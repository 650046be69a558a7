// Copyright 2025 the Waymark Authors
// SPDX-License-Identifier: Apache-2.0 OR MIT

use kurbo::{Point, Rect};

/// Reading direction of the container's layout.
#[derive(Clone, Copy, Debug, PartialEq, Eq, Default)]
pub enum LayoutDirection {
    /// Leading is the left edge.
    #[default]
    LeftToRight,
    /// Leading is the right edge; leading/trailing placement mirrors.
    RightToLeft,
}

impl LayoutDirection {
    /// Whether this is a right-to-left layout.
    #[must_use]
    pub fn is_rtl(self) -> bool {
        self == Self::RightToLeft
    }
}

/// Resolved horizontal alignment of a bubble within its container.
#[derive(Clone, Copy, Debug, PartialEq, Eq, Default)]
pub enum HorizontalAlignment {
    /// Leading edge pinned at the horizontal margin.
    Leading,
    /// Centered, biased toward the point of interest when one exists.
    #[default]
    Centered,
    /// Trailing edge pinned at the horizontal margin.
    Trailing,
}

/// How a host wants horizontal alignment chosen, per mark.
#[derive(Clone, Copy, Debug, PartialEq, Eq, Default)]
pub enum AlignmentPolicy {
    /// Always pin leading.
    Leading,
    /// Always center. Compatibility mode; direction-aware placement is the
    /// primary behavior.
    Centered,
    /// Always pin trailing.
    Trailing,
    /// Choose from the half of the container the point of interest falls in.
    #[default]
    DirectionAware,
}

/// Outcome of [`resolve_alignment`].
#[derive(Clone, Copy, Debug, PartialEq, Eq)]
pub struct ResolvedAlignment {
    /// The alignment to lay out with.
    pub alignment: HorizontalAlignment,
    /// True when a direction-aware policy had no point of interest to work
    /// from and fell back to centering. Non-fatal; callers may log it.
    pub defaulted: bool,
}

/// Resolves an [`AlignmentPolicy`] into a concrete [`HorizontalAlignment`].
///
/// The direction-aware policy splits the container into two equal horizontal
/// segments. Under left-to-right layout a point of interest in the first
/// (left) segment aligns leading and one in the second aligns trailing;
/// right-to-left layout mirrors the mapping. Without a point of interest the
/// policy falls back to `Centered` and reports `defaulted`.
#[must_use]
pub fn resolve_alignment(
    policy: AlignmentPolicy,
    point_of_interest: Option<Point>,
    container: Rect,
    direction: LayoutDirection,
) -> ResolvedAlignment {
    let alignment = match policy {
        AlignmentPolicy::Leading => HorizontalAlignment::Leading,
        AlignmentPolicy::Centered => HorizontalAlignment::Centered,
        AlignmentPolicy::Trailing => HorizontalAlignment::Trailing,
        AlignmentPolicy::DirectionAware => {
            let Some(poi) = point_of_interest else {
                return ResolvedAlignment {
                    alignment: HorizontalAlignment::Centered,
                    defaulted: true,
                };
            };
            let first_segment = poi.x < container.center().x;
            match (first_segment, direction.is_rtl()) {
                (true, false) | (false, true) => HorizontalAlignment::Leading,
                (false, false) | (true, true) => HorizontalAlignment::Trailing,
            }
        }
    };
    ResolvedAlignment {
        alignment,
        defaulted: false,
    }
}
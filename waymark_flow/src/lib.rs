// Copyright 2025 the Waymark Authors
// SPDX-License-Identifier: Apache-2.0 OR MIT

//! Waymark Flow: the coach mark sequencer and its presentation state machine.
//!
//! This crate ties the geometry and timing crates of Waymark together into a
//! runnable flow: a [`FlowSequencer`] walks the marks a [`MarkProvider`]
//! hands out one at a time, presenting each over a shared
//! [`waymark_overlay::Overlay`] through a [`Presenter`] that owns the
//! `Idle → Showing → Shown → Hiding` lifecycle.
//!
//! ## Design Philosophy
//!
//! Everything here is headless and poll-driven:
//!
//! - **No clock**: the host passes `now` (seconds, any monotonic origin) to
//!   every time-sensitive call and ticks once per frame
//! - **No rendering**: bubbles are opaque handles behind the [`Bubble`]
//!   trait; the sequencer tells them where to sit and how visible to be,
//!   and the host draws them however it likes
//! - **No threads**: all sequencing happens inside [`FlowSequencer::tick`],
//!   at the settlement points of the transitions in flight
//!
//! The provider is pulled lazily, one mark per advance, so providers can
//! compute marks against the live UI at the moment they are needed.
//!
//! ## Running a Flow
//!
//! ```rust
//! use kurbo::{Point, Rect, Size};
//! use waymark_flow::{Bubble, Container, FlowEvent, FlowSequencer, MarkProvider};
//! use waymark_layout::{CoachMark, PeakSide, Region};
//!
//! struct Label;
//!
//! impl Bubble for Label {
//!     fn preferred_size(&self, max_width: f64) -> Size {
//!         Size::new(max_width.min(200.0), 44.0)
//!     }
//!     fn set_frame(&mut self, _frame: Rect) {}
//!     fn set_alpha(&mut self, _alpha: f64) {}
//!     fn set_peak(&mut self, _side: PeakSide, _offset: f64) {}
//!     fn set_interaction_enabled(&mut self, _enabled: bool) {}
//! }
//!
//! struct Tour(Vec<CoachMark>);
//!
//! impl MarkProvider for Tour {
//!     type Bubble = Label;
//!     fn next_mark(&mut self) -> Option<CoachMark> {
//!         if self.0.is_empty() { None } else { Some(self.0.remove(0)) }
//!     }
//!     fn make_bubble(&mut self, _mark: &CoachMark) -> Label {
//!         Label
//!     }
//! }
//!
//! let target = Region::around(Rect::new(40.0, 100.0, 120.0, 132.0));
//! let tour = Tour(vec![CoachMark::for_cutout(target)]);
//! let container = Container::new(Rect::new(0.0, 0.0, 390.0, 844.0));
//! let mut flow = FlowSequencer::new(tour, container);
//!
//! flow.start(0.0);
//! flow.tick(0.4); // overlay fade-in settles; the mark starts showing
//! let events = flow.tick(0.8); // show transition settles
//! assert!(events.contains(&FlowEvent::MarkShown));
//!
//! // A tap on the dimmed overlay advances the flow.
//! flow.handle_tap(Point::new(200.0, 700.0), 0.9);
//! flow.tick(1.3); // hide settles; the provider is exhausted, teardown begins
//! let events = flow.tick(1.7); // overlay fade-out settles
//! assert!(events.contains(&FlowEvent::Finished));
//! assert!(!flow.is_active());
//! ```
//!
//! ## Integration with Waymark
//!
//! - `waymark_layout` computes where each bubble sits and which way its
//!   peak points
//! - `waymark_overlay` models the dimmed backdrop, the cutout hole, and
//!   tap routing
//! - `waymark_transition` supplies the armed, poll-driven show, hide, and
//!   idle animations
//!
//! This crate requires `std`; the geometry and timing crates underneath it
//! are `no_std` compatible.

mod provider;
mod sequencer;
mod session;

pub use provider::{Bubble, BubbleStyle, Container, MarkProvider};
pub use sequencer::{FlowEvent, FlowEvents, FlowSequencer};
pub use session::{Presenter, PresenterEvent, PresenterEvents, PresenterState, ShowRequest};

→ **Aim of the task**
What lines in the entries above hold "Some"? Copy every one.

→ **Response for this exercise**
            let Some(poi) = point_of_interest else {
//!         if self.0.is_empty() { None } else { Some(self.0.remove(0)) }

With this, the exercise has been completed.